Director: Christopher Nolan
By Roderick Heath
My favourite Batman movie is the one with Adam West. Perhaps it’s the retro-camp fan in me. But who doesn’t still remember the old show’s theme, or recall, with a bit of a smile, the endless variations on “Holy (whatever) Batman!” For dumbed-down Lichtenstein, the ’60s Batman was still a truly pop-art creation. It was stylish, funny, mocking, and zippy. I’ve never really been sure what to say about what’s come along since then. Tim Burton’s films came close to pop-art with their totally created Gotham City and outsized story and character gestures, but since Burton turned Bruce Wayne from a playful hipster into a dour, brooding near-psycho, Batman himself has consistently been the least interesting aspect of his own films. Burton didn’t seem able to find any love for his characters, in the way that he could embrace Ed Wood or Edward Scissorhands. Joel Schumacher’s entries were barely tolerable audiovisual assaults best watched mildly toasted.
Along came Christopher Nolan, a Brit would-be auteur with middling talent as a director and much talent as a poseur. Memento (2000), Batman Begins (2005), and The Prestige (2006) were, at least, all ambitious and “smart”, but they were also gimmicky, overlong, and lacking in depth. Despite their exertions, they, too, were disengaged films without heat, love, or real art. They were, to quote his own work, all Pledges and no Prestige, byproducts of our cleverness uber alles era.
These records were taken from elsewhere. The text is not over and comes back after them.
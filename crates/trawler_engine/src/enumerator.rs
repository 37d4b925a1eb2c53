use std::collections::BTreeSet;
use std::time::Duration;

use trawler_core::{
    update, Effect, EnumState, ItemIdentity, ItemOutcome, Msg, RunReport, SkipReason,
    TransferHandle,
};
use trawler_logging::{trawl_error, trawl_info, trawl_warn};

use crate::clock::{poll_until, Clock};
use crate::config::EngineConfig;
use crate::monitor::TransferMonitor;
use crate::recovery::RecoveryAgent;
use crate::store::{pick_transient, ArtifactStore};
use crate::surface::BrowserSession;
use crate::trigger::{AcquisitionTrigger, TriggerResult};
use crate::{EnumerationError, SurfaceError};

/// Result of one enumeration step.
#[derive(Debug, Clone, PartialEq, Eq)]
pub enum Step {
    Continue,
    Done,
    Fatal(EnumerationError),
}

/// Walks the virtualized list and acquires every new qualifying item, one at a time.
pub struct ItemEnumerator<'a, S: ?Sized, A: ?Sized, C: ?Sized> {
    session: &'a mut S,
    store: &'a A,
    clock: &'a C,
    config: &'a EngineConfig,
    state: EnumState,
}

impl<'a, S, A, C> ItemEnumerator<'a, S, A, C>
where
    S: BrowserSession + ?Sized,
    A: ArtifactStore + ?Sized,
    C: Clock + ?Sized,
{
    pub fn new(session: &'a mut S, store: &'a A, clock: &'a C, config: &'a EngineConfig) -> Self {
        Self {
            session,
            store,
            clock,
            config,
            state: EnumState::new(config.list.enumeration.clone()),
        }
    }

    pub fn state(&self) -> &EnumState {
        &self.state
    }

    pub fn report(&self) -> RunReport {
        self.state.report()
    }

    /// Waits for the list, then steps until the list is exhausted or the run fails.
    ///
    /// The partial report stays available through [`Self::report`] after an error.
    pub fn run(&mut self) -> Result<RunReport, EnumerationError> {
        let ready_timeout = self.config.list.ready_timeout;
        match self.wait_for_list(ready_timeout) {
            Ok(true) => trawl_info!("List rendered. Proceeding with item checks..."),
            Ok(false) => {
                let err = EnumerationError::ReadyTimeout(ready_timeout);
                trawl_error!("Timed out waiting for the list: {}", err);
                return Err(err);
            }
            Err(err) => return Err(EnumerationError::SessionLost(err.to_string())),
        }
        if let Err(err) = self.session.prepare() {
            if err.is_fatal() {
                return Err(EnumerationError::SessionLost(err.to_string()));
            }
            trawl_warn!("Could not prepare the list: {}", err);
        }

        let result = loop {
            match self.step() {
                Step::Continue => {}
                Step::Done => break Ok(()),
                Step::Fatal(err) => {
                    trawl_error!("Enumeration stopped: {}", err);
                    break Err(err);
                }
            }
        };

        trawl_info!("Total items added: {}", self.state.master().len());
        result.map(|()| self.report())
    }

    pub fn step(&mut self) -> Step {
        let render_timeout = self.config.list.render_timeout;
        match self.wait_for_list(render_timeout) {
            Ok(true) => {}
            Ok(false) => return Step::Fatal(EnumerationError::ListTimeout(render_timeout)),
            Err(err) => return Step::Fatal(EnumerationError::SessionLost(err.to_string())),
        }

        let msg = match self.session.current_label() {
            Ok(label) => Msg::LabelRead(label),
            Err(err) if err.is_fatal() => {
                return Step::Fatal(EnumerationError::SessionLost(err.to_string()))
            }
            Err(err) => {
                trawl_warn!("Could not read the focused entry ({}). Re-reading.", err);
                Msg::ReadFailed {
                    reason: err.to_string(),
                }
            }
        };

        let mut step = Step::Continue;
        for effect in self.dispatch(msg) {
            match effect {
                Effect::Skip { label, reason } => self.log_skip(&label, &reason),
                Effect::Acquire { identity } => {
                    trawl_info!("Tracking: {}", identity);
                    let outcome = self.acquire(&identity);
                    trawl_info!("{}: {}", identity, outcome);
                    self.dispatch(Msg::AcquisitionFinished { identity, outcome });
                }
                Effect::Advance => {
                    if let Err(err) = self.session.advance() {
                        if err.is_fatal() {
                            return Step::Fatal(EnumerationError::SessionLost(err.to_string()));
                        }
                        trawl_warn!("Failed to advance the list: {}", err);
                    }
                }
                Effect::Finish { unchanged_steps } => {
                    trawl_info!(
                        "Focused entry unchanged for {} steps. Enumeration complete.",
                        unchanged_steps
                    );
                    step = Step::Done;
                }
                Effect::Abort { reason } => {
                    step = Step::Fatal(EnumerationError::SessionLost(reason));
                }
            }
        }

        if step == Step::Continue {
            self.clock.sleep(self.config.list.step_pace);
        }
        step
    }

    fn dispatch(&mut self, msg: Msg) -> Vec<Effect> {
        let state = std::mem::take(&mut self.state);
        let (state, effects) = update(state, msg);
        self.state = state;
        effects
    }

    fn wait_for_list(&mut self, timeout: Duration) -> Result<bool, SurfaceError> {
        let session = &mut *self.session;
        let rendered = poll_until(self.clock, timeout, self.config.list.render_poll, || {
            match session.is_rendered() {
                Ok(rendered) => Ok(rendered.then_some(())),
                Err(err) if err.is_fatal() => Err(err),
                Err(err) => {
                    trawl_warn!("List not readable yet: {}", err);
                    Ok(None)
                }
            }
        })?;
        Ok(rendered.is_some())
    }

    fn acquire(&mut self, identity: &ItemIdentity) -> ItemOutcome {
        if self.store.exists(identity.as_str()) {
            trawl_info!("File already exists locally: {}", identity);
            return ItemOutcome::AlreadyPresent;
        }
        trawl_info!("File not found locally. Triggering transfer: {}", identity);

        let before = self.store.entries().unwrap_or_else(|err| {
            trawl_warn!("Could not list download directory: {}", err);
            BTreeSet::new()
        });

        let fired = AcquisitionTrigger::new(&mut *self.session, self.clock, &self.config.trigger)
            .fire(identity);
        if let TriggerResult::Failed { reason } = fired {
            return ItemOutcome::TriggerFailed { reason };
        }

        let handle = self.detect_transfer(identity, &before);

        match self.session.refocus() {
            Ok(()) => trawl_info!("Returned to the list entry."),
            Err(err) => trawl_warn!("Could not return to the list entry: {}", err),
        }

        let mut agent = RecoveryAgent::new(&mut *self.session, self.clock, &self.config.recovery);
        TransferMonitor::new(self.store, self.clock, &self.config.monitor).watch(handle, &mut agent)
    }

    /// Finds the in-progress file by diffing the directory against `before`.
    fn detect_transfer(&self, identity: &ItemIdentity, before: &BTreeSet<String>) -> TransferHandle {
        let final_name = identity.as_str();
        let derived = self.config.derived_transient_name(final_name);
        let suffix = self.config.trigger.transient_suffix.as_str();
        let store = self.store;

        let found = poll_until(
            self.clock,
            self.config.trigger.start_timeout,
            self.config.trigger.start_poll,
            || {
                if store.exists(final_name) {
                    return Ok(Some(final_name.to_string()));
                }
                let appeared: BTreeSet<String> =
                    store.entries()?.difference(before).cloned().collect();
                Ok::<_, std::io::Error>(pick_transient(&appeared, &derived, suffix))
            },
        );

        match found {
            Ok(Some(name)) if name == final_name => {
                trawl_info!("Transfer finished immediately: {}", final_name);
                TransferHandle::new(final_name, derived)
            }
            Ok(Some(name)) => {
                trawl_info!("Transfer started: {}", name);
                let handle = TransferHandle::new(final_name, name.as_str())
                    .with_derived_name(derived.as_str());
                match store.size_of(&name) {
                    Ok(Some(size)) => handle.with_baseline(size),
                    _ => handle,
                }
            }
            Ok(None) => {
                trawl_warn!(
                    "No new file appeared within {:?}; watching {}",
                    self.config.trigger.start_timeout,
                    derived
                );
                TransferHandle::new(final_name, derived)
            }
            Err(err) => {
                trawl_warn!("Could not list download directory: {}; watching {}", err, derived);
                TransferHandle::new(final_name, derived)
            }
        }
    }

    fn log_skip(&self, label: &str, reason: &SkipReason) {
        match reason {
            SkipReason::Unparseable(err) => trawl_warn!("Skipped entry {:?}: {}", label, err),
            SkipReason::ExtensionMismatch => trawl_info!(
                "Skipped non-{} file: {}",
                self.config.list.enumeration.extension,
                label
            ),
            SkipReason::Duplicate => trawl_info!("Skipped duplicate: {}", label),
        }
    }
}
The Dark Knight indicates that Nolan seemed aware of his missteps on Batman Begins. The story is simpler, the landscape less cluttered, the characters better drawn, the action tighter, and it tries for some genuine emotion. Aspects of the tale, like Harvey Dent’s (Aaron Eckhart) idealistic plight and Jim Gordon’s (Gary Oldman) conscientious despair, reach a pitch of operatic effort, if not result. Nolan’s new Gotham City is a normal-looking place with a minimum of CGI and silliness. The stringent, almost noir realism is refreshing at first, aiming for an aesthetic pitch that isn’t too far from Michael Mann. The trouble with this is that to a certain extent, it subtracts what’s attractive about a comic book in the first place—the colour, the invention, the defiance of reality in vivid print. Nolan attempts to transpose the surreal into the real world.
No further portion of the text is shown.